Eine Freundin gab ihr den Tipp der Inklusiven FIT-Schule der Diakonie – die erste Berufsbildende Mittlere Schule mit sozial- und sonderpädagogischem Schwerpunkt in Österreich. Zielgruppe sind Jugendliche mit Behinderungen bzw. ausgrenzungsgefährdete/sozial benachteiligte Jugendliche im Alter von 15 bis 25 Jahren, die nach Abschluss der Pflichtschule keine Ausbildungsstelle finden, eine solche abgebrochen haben oder arbeitslos sind.
„"Als ich den Platz in der I-FIT-Schule bekommen habe, war ich froh darüber. Die Schule hat mir sehr geholfen. Ich hab' mich dort selber erst gefunden" - Gloria“
Die Schule mit drei Standorten, zwei davon in Wien-Leopoldstadt (u.a. Schwerpunkt Büro/Gastronomie) sowie einer in Gänserndorf (Schwerpunkt Tierpflege und Landwirtschaft), dauert bis zu vier Jahre. Vermittelt wird Allgemein- und Persönlichkeitsbildung sowie Berufsorientierung. Voraussetzungen für die Aufnahme sind ein Pflichtschul-Abschluss und ein positiv absolviertes Aufnahmeverfahren. Das monatliche Schulgeld in Höhe von 225,- Euro wird bei sozialer Bedürftigkeit ermäßigt.
Da Gloria ein Pflegekind war, übernahm das Jugendamt die Ausbildungskosten: "Ich wollte eigentlich die Bildungsanstalt für Elementarpädagogik besuchen. Aber als ich den Platz in der I-FIT-Schule bekommen habe, war ich froh darüber. Die Schule hat mir sehr geholfen. Ich hab' mich dort selber erst gefunden."

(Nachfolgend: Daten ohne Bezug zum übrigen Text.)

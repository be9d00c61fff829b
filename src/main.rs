use anyhow::{Context, Result};
use clap::Parser;
use log::{info, warn};
use midi_ld::{
    Args, Command, decode_store, export_midi_file, import_midi_file, parse_graph_format,
    piece_to_graph, read_graph_file, write_graph_to,
};
use std::fs;
use std::io::{self, BufWriter};

fn main() -> Result<()> {
    env_logger::init();
    let args = Args::parse();

    match args.command {
        Command::Encode {
            midi,
            output,
            format,
            gz,
        } => {
            let format = parse_graph_format(&format);

            info!("Encoding MIDI file: '{}'...", midi.display());
            let (piece, bytes) = import_midi_file(&midi)?;
            let store = piece_to_graph(&piece, &bytes, &midi.display().to_string());

            match output {
                Some(path) => {
                    let file = fs::File::create(&path)
                        .with_context(|| format!("Failed to create {}", path.display()))?;
                    write_graph_to(&store, format, BufWriter::new(file), gz)?;
                    info!("Graph saved to {}..!", path.display());
                }
                None => write_graph_to(&store, format, io::stdout().lock(), gz)?,
            }
        }
        Command::Decode {
            graph,
            output,
            format,
        } => {
            info!("Decoding graph: '{}'...", graph.display());
            let store = read_graph_file(&graph, format.as_deref().map(parse_graph_format))?;
            let decoded = decode_store(&store)?;

            if !decoded.skipped.is_empty() {
                warn!(
                    "Skipped {} event(s) with unrecognized types..!",
                    decoded.skipped.len()
                );
            }

            export_midi_file(&decoded.piece, &output)?;
            info!("MIDI saved to {}..!", output.display());
        }
    }

    Ok(())
}
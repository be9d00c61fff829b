use clap::{Parser, Subcommand};
use std::path::PathBuf;

#[derive(Parser, Debug)]
#[command(
    name = "midi-ld",
    about = "Convert MIDI files to linked-data statement graphs and back!"
)]
pub struct Args {
    #[command(subcommand)]
    pub command: Command,
}

#[derive(Subcommand, Debug)]
pub enum Command {
    /// Convert a MIDI file into a statement graph.
    Encode {
        /// Path to the source MIDI file.
        midi: PathBuf,

        /// Output graph file (if omitted the graph is printed to stdout).
        #[arg(short, long)]
        output: Option<PathBuf>,

        /// Graph serialization format: turtle|nt|nquads|trig|xml|json.
        #[arg(short, long, default_value = "turtle")]
        format: String,

        /// Gzip the serialized graph.
        #[arg(short = 'z', long)]
        gz: bool,
    },

    /// Rebuild a MIDI file from a statement graph.
    Decode {
        /// Path to the graph, optionally gzipped.
        graph: PathBuf,

        /// Path of the MIDI file to write.
        output: PathBuf,

        /// Graph serialization format (guessed from the file name if omitted).
        #[arg(short, long)]
        format: Option<String>,
    },
}
use std::sync::Arc;

use anyhow::Result;
use dotenvy::dotenv;
use solana_sdk::signature::Signer;
use tracing::info;
use tracing_subscriber::EnvFilter;

use wager_bridge::{wallet, Config, Gateway, ProgramClient};

#[tokio::main]
async fn main() -> Result<()> {
    // Load variables from .env if present
    dotenv().ok();

    tracing_subscriber::fmt()
        .with_env_filter(
            EnvFilter::try_from_default_env().unwrap_or_else(|_| EnvFilter::new("info")),
        )
        .init();

    let cfg = Config::from_env()?;
    let payer = Arc::new(wallet::read_keypair(&cfg.payer_keypair_path)?);
    let client = Arc::new(ProgramClient::new(cfg.rpc_url.clone(), cfg.program_id));

    info!(wallet = %payer.pubkey(), program = %cfg.program_id, rpc = %cfg.rpc_url, "starting");

    let gateway = Arc::new(Gateway::new(cfg, client, payer));
    gateway.run().await
}
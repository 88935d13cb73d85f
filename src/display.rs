//! Formatting helpers for pushed snapshots.

use crate::protocol::LAMPORTS_PER_SOL;

/// Implied odds for both outcomes as whole percentages.
///
/// A side's odds reflect the share staked on the other side; an empty pool
/// shows even odds.
pub fn odds(total_a: u64, total_b: u64) -> (u32, u32) {
    let total = total_a as u128 + total_b as u128;
    if total == 0 {
        return (50, 50);
    }
    let odds_a = (total_b as f64 / total as f64 * 100.0).round() as u32;
    let odds_b = (total_a as f64 / total as f64 * 100.0).round() as u32;
    (odds_a, odds_b)
}

/// Lamports rendered as SOL with four decimals.
pub fn format_sol(lamports: u64) -> String {
    format!("{:.4}", lamports as f64 / LAMPORTS_PER_SOL as f64)
}

/// Seconds left rendered for the card header; anything elapsed is "Ended".
pub fn format_time_remaining(seconds: i64) -> String {
    if seconds <= 0 {
        return "Ended".to_string();
    }
    let days = seconds / 86_400;
    let hours = (seconds % 86_400) / 3_600;
    let minutes = (seconds % 3_600) / 60;

    if days > 0 {
        format!("{days}d {hours}h {minutes}m")
    } else if hours > 0 {
        format!("{hours}h {minutes}m")
    } else {
        format!("{minutes}m")
    }
}

#[cfg(test)]
mod tests {
    use super::*;

    #[test]
    fn empty_pool_shows_even_odds() {
        assert_eq!(odds(0, 0), (50, 50));
    }

    #[test]
    fn odds_weight_the_opposite_side() {
        // 3 SOL on A, 1 SOL on B: A pays out of the 25% staked against it.
        assert_eq!(odds(3_000_000_000, 1_000_000_000), (25, 75));
        assert_eq!(odds(1, 0), (0, 100));
        assert_eq!(odds(0, 1), (100, 0));

        let (a, b) = odds(123_456_789, 987_654_321);
        assert_eq!(a + b, 100);
    }

    #[test]
    fn sol_formatting_keeps_four_decimals() {
        assert_eq!(format_sol(0), "0.0000");
        assert_eq!(format_sol(10_000_000), "0.0100");
        assert_eq!(format_sol(1_500_000_000), "1.5000");
    }

    #[test]
    fn elapsed_time_renders_ended() {
        assert_eq!(format_time_remaining(0), "Ended");
        assert_eq!(format_time_remaining(-5), "Ended");
    }

    #[test]
    fn time_components_collapse_from_days_down() {
        assert_eq!(format_time_remaining(3_661), "1h 1m");
        assert_eq!(format_time_remaining(59), "0m");
        assert_eq!(format_time_remaining(60), "1m");
        assert_eq!(format_time_remaining(90_061), "1d 1h 1m");
    }
}
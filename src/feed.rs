//! Outbound message builders.
//!
//! Everything a dashboard renders is composed here from decoded account
//! state: raw lamport figures for anything a client wants to recompute, plus
//! the formatted odds / SOL / countdown strings the cards show directly. No
//! builder touches the network.

use serde_json::{json, Value};
use solana_sdk::pubkey::Pubkey;

use crate::display;
use crate::state::{BetState, UserBetState};

pub fn registered(client_id: &str, wallet: &Pubkey) -> Value {
    json!({
        "type": "registered",
        "client_id": client_id,
        "wallet": wallet.to_string(),
    })
}

pub fn spectator_registered(spectator_id: &str) -> Value {
    json!({
        "type": "spectator_registered",
        "spectator_id": spectator_id,
    })
}

/// Confirmed-transaction notification, the counterpart of a success toast.
pub fn tx(kind: &str, signature: &str) -> Value {
    json!({
        "type": "tx",
        "kind": kind,
        "signature": signature,
    })
}

/// Transient failure notification; the operation is abandoned, the user may
/// re-trigger it.
pub fn error(message: String) -> Value {
    json!({
        "type": "error",
        "message": message,
    })
}

/// Broadcast once per fresh market so every dashboard learns the id.
pub fn bet_created(bet_id: &str, signature: &str) -> Value {
    json!({
        "type": "bet_created",
        "bet_id": bet_id,
        "signature": signature,
    })
}

pub fn bet_update(address: &Pubkey, bet: &BetState, now: i64) -> Value {
    let mut snapshot = bet_snapshot(address, bet, now);
    snapshot["type"] = json!("bet_update");
    snapshot
}

pub fn bet_list(entries: &[(Pubkey, BetState)], now: i64) -> Value {
    json!({
        "type": "bet_list",
        "bets": entries
            .iter()
            .map(|(address, bet)| bet_snapshot(address, bet, now))
            .collect::<Vec<_>>(),
    })
}

/// `position: null` tells the card "you have no stake here" — distinct from
/// a fetch error, which arrives as an `error` message instead.
pub fn position_update(bet_id: &str, position: Option<(&Pubkey, &UserBetState)>, bet: Option<&BetState>) -> Value {
    json!({
        "type": "position_update",
        "bet_id": bet_id,
        "position": position.map(|(address, p)| position_snapshot(address, p, bet)),
    })
}

pub fn position_list(wallet: &Pubkey, entries: &[(Pubkey, UserBetState)]) -> Value {
    json!({
        "type": "position_list",
        "wallet": wallet.to_string(),
        "positions": entries
            .iter()
            .map(|(address, p)| position_snapshot(address, p, None))
            .collect::<Vec<_>>(),
    })
}

fn bet_snapshot(address: &Pubkey, bet: &BetState, now: i64) -> Value {
    let (odds_a, odds_b) = display::odds(bet.total_amount_a, bet.total_amount_b);
    json!({
        "bet_id": bet.bet_id,
        "address": address.to_string(),
        "creator": bet.creator.to_string(),
        "description": bet.description,
        "option_a": bet.option_a,
        "option_b": bet.option_b,
        "category": bet.category,
        "total_amount_a": bet.total_amount_a,
        "total_amount_b": bet.total_amount_b,
        "total_pool_sol": display::format_sol(bet.total_pool()),
        "odds_a": odds_a,
        "odds_b": odds_b,
        "min_bet_amount": bet.min_bet_amount,
        "max_bet_amount": bet.max_bet_amount,
        "total_bettors": bet.total_bettors,
        "maker_fee_collected": bet.maker_fee_collected,
        "is_resolved": bet.is_resolved,
        "winning_option": bet.winning_option,
        "winning_label": bet.outcome_label(bet.winning_option),
        "result_details": bet.result_details,
        "created_at": bet.created_at,
        "end_time": bet.end_time,
        "time_remaining": display::format_time_remaining(bet.time_remaining(now)),
    })
}

fn position_snapshot(address: &Pubkey, position: &UserBetState, bet: Option<&BetState>) -> Value {
    json!({
        "bet_id": position.bet_id,
        "address": address.to_string(),
        "option": position.option,
        "option_label": bet.and_then(|b| b.outcome_label(position.option)),
        "amount": position.amount,
        "amount_sol": display::format_sol(position.amount),
        "original_amount": position.original_amount,
        "is_claimed": position.is_claimed,
        "can_claim": bet.map(|b| position.can_claim(b)),
        "placed_at": position.placed_at,
        "claimed_at": position.claimed_at,
    })
}
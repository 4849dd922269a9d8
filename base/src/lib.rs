// Copyright 2024 The ChromiumOS Authors
// Use of this source code is governed by a BSD-style license that can be
// found in the LICENSE file.

//! Host-facing primitives shared by the rest of the workspace: an errno
//! flavored `Error`/`Result`, the `log` facade, and the blocking
//! synchronization primitives the VCPU and virtio run loops suspend on.

mod errno;
mod signal;

pub use errno::{errno_result, Error, Result};
pub use log::{debug, error, info, trace, warn};
pub use signal::{Event, Semaphore};

static LOGGER_INIT: once_cell::sync::OnceCell<()> = once_cell::sync::OnceCell::new();

/// Installs the `env_logger` backend for `log`'s macros. Idempotent and
/// safe to call from multiple construction sites (tests, embedders).
pub fn init_logging() {
    LOGGER_INIT.get_or_init(|| {
        let _ = env_logger::Builder::from_env(env_logger::Env::default())
            .format_timestamp_millis()
            .try_init();
    });
}

/// The core has no graceful-restart path (spec §7): a fatal error logs at
/// `error!` and aborts the process.
#[track_caller]
pub fn abort_vm(reason: &str) -> ! {
    error!("fatal VM error, aborting: {reason}");
    std::process::abort();
}
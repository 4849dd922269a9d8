// Copyright 2024 The ChromiumOS Authors
// Use of this source code is governed by a BSD-style license that can be
// found in the LICENSE file.

use std::fmt;
use std::ops::Add;

/// A 64-bit guest-physical address. May be the sentinel `INVALID` value,
/// matching spec.md §3's "a `GPA` may be invalid (sentinel)".
#[derive(Copy, Clone, Eq, PartialEq, Ord, PartialOrd, Hash, Default)]
pub struct GuestPhysAddr(pub u64);

impl GuestPhysAddr {
    pub const INVALID: GuestPhysAddr = GuestPhysAddr(u64::MAX);

    pub fn is_valid(self) -> bool {
        self != Self::INVALID
    }

    pub fn raw(self) -> u64 {
        self.0
    }

    pub fn checked_add(self, offset: u64) -> Option<GuestPhysAddr> {
        self.0.checked_add(offset).map(GuestPhysAddr)
    }
}

impl fmt::Debug for GuestPhysAddr {
    fn fmt(&self, f: &mut fmt::Formatter) -> fmt::Result {
        write!(f, "GPA({:#x})", self.0)
    }
}

impl Add<u64> for GuestPhysAddr {
    type Output = GuestPhysAddr;
    fn add(self, rhs: u64) -> GuestPhysAddr {
        GuestPhysAddr(self.0 + rhs)
    }
}

/// A 64-bit host-virtual address: where a `GuestPhysAddr` range is mapped
/// into this process once `SimpleAS::map_host` has run.
#[derive(Copy, Clone, Eq, PartialEq, Ord, PartialOrd, Hash, Default)]
pub struct HostVirtAddr(pub usize);

impl HostVirtAddr {
    pub fn raw(self) -> usize {
        self.0
    }

    pub fn checked_add(self, offset: u64) -> Option<HostVirtAddr> {
        usize::try_from(offset)
            .ok()
            .and_then(|o| self.0.checked_add(o))
            .map(HostVirtAddr)
    }

    /// # Safety
    /// The caller must ensure `self` is backed by at least `len` valid bytes.
    pub unsafe fn as_mut_ptr(self) -> *mut u8 {
        self.0 as *mut u8
    }

    /// # Safety
    /// The caller must ensure `self` is backed by at least `len` valid bytes.
    pub unsafe fn as_ptr(self) -> *const u8 {
        self.0 as *const u8
    }
}

impl fmt::Debug for HostVirtAddr {
    fn fmt(&self, f: &mut fmt::Formatter) -> fmt::Result {
        write!(f, "HVA({:#x})", self.0)
    }
}
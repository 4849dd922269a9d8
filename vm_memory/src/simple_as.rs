// Copyright 2024 The ChromiumOS Authors
// Use of this source code is governed by a BSD-style license that can be
// found in the LICENSE file.

//! Component C4: one guest-physical RAM region, on-demand host-mapped and
//! accessed through a safe copy primitive with cache maintenance (spec.md
//! §4.2).

use std::sync::atomic::{AtomicBool, Ordering};

use bitflags::bitflags;
use sync::Mutex;

use crate::addr::{GuestPhysAddr, HostVirtAddr};
use crate::range::Range;

bitflags! {
    /// Credentials the guest may exercise over a `SimpleAS` region.
    #[derive(Copy, Clone, Eq, PartialEq, Debug)]
    pub struct AsCred: u8 {
        const READ = 1 << 0;
        const WRITE = 1 << 1;
        const EXEC = 1 << 2;
    }
}

/// The host primitive that maps guest-physical ranges into the VMM process
/// and updates stage-2 permissions (spec.md §1, consumed as an external
/// collaborator; trait surface from §6.3).
pub trait AddressSpaceProvider: Send + Sync {
    /// Ensures `[hva, hva+size)` is present and matches `cred`, updating
    /// stage-2 permissions if needed. Idempotent.
    fn mmap_update(&self, hva: HostVirtAddr, size: u64, cred: AsCred) -> base::Result<()>;

    /// Returns the host mapping base for `mem_descriptor`, mapping it on
    /// first use if not already mapped.
    fn map_host(&self, mem_descriptor: u64, size: u64, cred: AsCred) -> base::Result<HostVirtAddr>;

    fn unmap_host(&self, hva: HostVirtAddr, size: u64) -> base::Result<()>;

    /// Cleans (writeback) and invalidates the D-cache, and synchronizes the
    /// I-cache, over `[hva, hva+size)`. A no-op on architectures/test
    /// doubles where this does not apply.
    fn clean_invalidate_range(&self, _hva: HostVirtAddr, _size: u64) {}
}

/// One guest-physical RAM region.
///
/// Invariant (spec.md §3): `gpa_to_host` is defined iff `vmm_mapping` is
/// present and `gpa` falls in `guest_range`.
pub struct SimpleAS {
    guest_range: Range<u64>,
    mem_descriptor: u64,
    cred: AsCred,
    provider: std::sync::Arc<dyn AddressSpaceProvider>,
    mapping_lock: Mutex<()>,
    vmm_mapping: Mutex<Option<HostVirtAddr>>,
    destructed: AtomicBool,
}

#[derive(Debug, Eq, PartialEq, thiserror::Error)]
pub enum AsError {
    #[error("access [{0:#x}, +{1:#x}) is out of the address space's guest range")]
    OutOfRange(u64, u64),
    #[error("address space is not yet host-mapped")]
    NotMapped,
    #[error("host mapping failed: {0}")]
    Host(#[from] base::Error),
    #[error("address space has been destructed")]
    Destructed,
}

impl SimpleAS {
    pub fn new(
        guest_range: Range<u64>,
        mem_descriptor: u64,
        cred: AsCred,
        provider: std::sync::Arc<dyn AddressSpaceProvider>,
    ) -> Self {
        SimpleAS {
            guest_range,
            mem_descriptor,
            cred,
            provider,
            mapping_lock: Mutex::new(()),
            vmm_mapping: Mutex::new(None),
            destructed: AtomicBool::new(false),
        }
    }

    pub fn guest_range(&self) -> Range<u64> {
        self.guest_range
    }

    pub fn cred(&self) -> AsCred {
        self.cred
    }

    fn bounds_check(&self, gpa: GuestPhysAddr, size: u64) -> Result<(), AsError> {
        let end = gpa
            .raw()
            .checked_add(size)
            .ok_or(AsError::OutOfRange(gpa.raw(), size))?;
        if gpa.raw() < self.guest_range.begin || end > self.guest_range.end() {
            return Err(AsError::OutOfRange(gpa.raw(), size));
        }
        Ok(())
    }

    /// Lazily obtains the host mapping for this region. Called once during
    /// VM construction per spec.md §4.2's lifecycle note, but safe to call
    /// repeatedly (idempotent).
    pub fn map_host(&self) -> Result<HostVirtAddr, AsError> {
        if self.destructed.load(Ordering::Acquire) {
            return Err(AsError::Destructed);
        }
        let _guard = self.mapping_lock.lock();
        let mut mapping = self.vmm_mapping.lock();
        if let Some(hva) = *mapping {
            return Ok(hva);
        }
        let hva = self
            .provider
            .map_host(self.mem_descriptor, self.guest_range.size, self.cred)?;
        *mapping = Some(hva);
        Ok(hva)
    }

    fn gpa_to_host_locked(&self, gpa: GuestPhysAddr, mapping: Option<HostVirtAddr>) -> Result<HostVirtAddr, AsError> {
        let base = mapping.ok_or(AsError::NotMapped)?;
        let offset = gpa.raw() - self.guest_range.begin;
        base.checked_add(offset).ok_or(AsError::OutOfRange(gpa.raw(), 0))
    }

    pub fn gpa_to_host(&self, gpa: GuestPhysAddr) -> Result<HostVirtAddr, AsError> {
        let mapping = *self.vmm_mapping.lock();
        self.gpa_to_host_locked(gpa, mapping)
    }

    /// Host pointer into the mapping, defined only when `vmm_mapping` is
    /// present and the range is in bounds (spec.md §4.2).
    pub fn gpa_to_vmm_view(&self, gpa: GuestPhysAddr, size: u64) -> Result<HostVirtAddr, AsError> {
        self.bounds_check(gpa, size)?;
        self.gpa_to_host(gpa)
    }

    pub fn read(&self, gpa: GuestPhysAddr, dst: &mut [u8]) -> Result<(), AsError> {
        if self.destructed.load(Ordering::Acquire) {
            return Err(AsError::Destructed);
        }
        self.bounds_check(gpa, dst.len() as u64)?;
        let _guard = self.mapping_lock.lock();
        let mapping = *self.vmm_mapping.lock();
        let hva = self.gpa_to_host_locked(gpa, mapping)?;
        self.ensure_mapped(hva, dst.len() as u64, AsCred::READ)?;
        // Safe: bounds-checked above and the mapping is guaranteed present
        // and of at least `guest_range.size` bytes by `map_host`.
        unsafe {
            std::ptr::copy_nonoverlapping(hva.as_ptr(), dst.as_mut_ptr(), dst.len());
        }
        Ok(())
    }

    pub fn write(&self, gpa: GuestPhysAddr, src: &[u8]) -> Result<(), AsError> {
        if self.destructed.load(Ordering::Acquire) {
            return Err(AsError::Destructed);
        }
        self.bounds_check(gpa, src.len() as u64)?;
        let _guard = self.mapping_lock.lock();
        let mapping = *self.vmm_mapping.lock();
        let hva = self.gpa_to_host_locked(gpa, mapping)?;
        self.ensure_mapped(hva, src.len() as u64, AsCred::WRITE)?;
        unsafe {
            std::ptr::copy_nonoverlapping(src.as_ptr(), hva.as_mut_ptr(), src.len());
        }
        self.provider.clean_invalidate_range(hva, src.len() as u64);
        Ok(())
    }

    fn ensure_mapped(&self, hva: HostVirtAddr, size: u64, cred: AsCred) -> Result<(), AsError> {
        self.provider.mmap_update(hva, size, cred)?;
        Ok(())
    }

    /// Pure cache-maintenance operation for when the guest changes
    /// cacheability globally (spec.md §4.2).
    pub fn clean_invalidate(&self, gpa: GuestPhysAddr, size: u64) -> Result<(), AsError> {
        self.bounds_check(gpa, size)?;
        let hva = self.gpa_to_host(gpa)?;
        self.provider.clean_invalidate_range(hva, size);
        Ok(())
    }

    pub fn destruct(&self) {
        let _guard = self.mapping_lock.lock();
        let mut mapping = self.vmm_mapping.lock();
        if let Some(hva) = mapping.take() {
            let _ = self.provider.unmap_host(hva, self.guest_range.size);
        }
        self.destructed.store(true, Ordering::Release);
    }
}

/// Pins a guest-memory window for a burst copy (spec.md §4.2), used by
/// virtio to obtain a temporary host view without going through a single
/// `SimpleAS`'s bounds (the bus may span several regions).
pub fn demand_map_bus(
    regions: &[std::sync::Arc<SimpleAS>],
    gpa: GuestPhysAddr,
    size: u64,
    write: bool,
) -> Result<HostVirtAddr, AsError> {
    for region in regions {
        if region.guest_range.contains(gpa.raw()) {
            region.map_host()?;
            let cred = if write { AsCred::WRITE } else { AsCred::READ };
            let hva = region.gpa_to_vmm_view(gpa, size)?;
            region.ensure_mapped(hva, size, cred)?;
            return Ok(hva);
        }
    }
    Err(AsError::OutOfRange(gpa.raw(), size))
}

/// Counterpart to `demand_map_bus`: cleans caches if the window was mapped
/// for write.
pub fn demand_unmap_bus(
    regions: &[std::sync::Arc<SimpleAS>],
    gpa: GuestPhysAddr,
    size: u64,
    was_write: bool,
) -> Result<(), AsError> {
    for region in regions {
        if region.guest_range.contains(gpa.raw()) {
            if was_write {
                region.clean_invalidate(gpa, size)?;
            }
            return Ok(());
        }
    }
    Err(AsError::OutOfRange(gpa.raw(), size))
}

#[cfg(test)]
pub mod test_utils {
    use super::*;
    use std::sync::Mutex as StdMutex;

    /// An `AddressSpaceProvider` backed by a plain `Vec<u8>`, standing in
    /// for the real stage-2 mapping host primitive in unit tests.
    pub struct FakeProvider {
        backing: StdMutex<Vec<u8>>,
    }

    impl FakeProvider {
        pub fn new(size: usize) -> std::sync::Arc<Self> {
            std::sync::Arc::new(FakeProvider {
                backing: StdMutex::new(vec![0u8; size]),
            })
        }
    }

    impl AddressSpaceProvider for FakeProvider {
        fn mmap_update(&self, _hva: HostVirtAddr, _size: u64, _cred: AsCred) -> base::Result<()> {
            Ok(())
        }

        fn map_host(&self, _mem_descriptor: u64, _size: u64, _cred: AsCred) -> base::Result<HostVirtAddr> {
            let backing = self.backing.lock().unwrap();
            Ok(HostVirtAddr(backing.as_ptr() as usize))
        }

        fn unmap_host(&self, _hva: HostVirtAddr, _size: u64) -> base::Result<()> {
            Ok(())
        }
    }
}
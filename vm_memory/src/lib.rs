// Copyright 2024 The ChromiumOS Authors
// Use of this source code is governed by a BSD-style license that can be
// found in the LICENSE file.

//! Guest address types, the generic range map (component C1), and the
//! guest-RAM address space abstraction (component C4, `SimpleAS`).

mod addr;
mod range;
mod simple_as;

pub use addr::{GuestPhysAddr, HostVirtAddr};
pub use range::{num_traits_lite, OverlapError, Range, RangeMap};
pub use simple_as::{demand_map_bus, demand_unmap_bus, AddressSpaceProvider, AsCred, AsError, SimpleAS};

„"Es fühlt sich wie eine Familie an. Du gehst von zu Hause weg und kommst zu Hause an. Das Team hier ist super. Ich bin glücklich, dass ich diese Erfahrungen sammeln darf" - Gloria“
Neben Theorie nach dem Sonderschul-Lehrplan stand auch viel Praxis am Programm: "Ich habe zwei bis drei Tage pro Woche Praktikum in Kindergärten gemacht. Das sind sehr schöne Erinnerungen. Ich habe alles aus dieser Zeit, zum Beispiel die Zeichnungen der Kinder, aufgehoben", erinnert sich die 22-Jährige.
Nach ihrer Ausbildung samt Teilqualifizierung zur Kindergarten-Assistentin fing Gloria 2019 im Kiko-Kindergarten des Therapieinstituts Keil in Wien-Hernals zu arbeiten an. 29 Stunden pro Woche kümmert sich die Niederösterreicherin um schwerst geistig und körperlich behinderte Kinder: "Es fühlt sich wie eine Familie an. Du gehst von zu Hause weg und kommst zu Hause an. Das Team hier ist super. Ich bin glücklich, dass ich diese Erfahrungen sammeln darf."
Ausbildung zur Tagesmutter geplant
Die 22-Jährige hat noch große Pläne: Gloria überlegt, eine Ausbildung zur Tagesmutter und zur Kindergruppen-Betreuerin zu machen. Die junge Frau, die ihren leiblichen Vater nie kennen gelernt hat und bei verschiedenen Pflegeeltern aufgewachsen ist, ist endlich angekommen.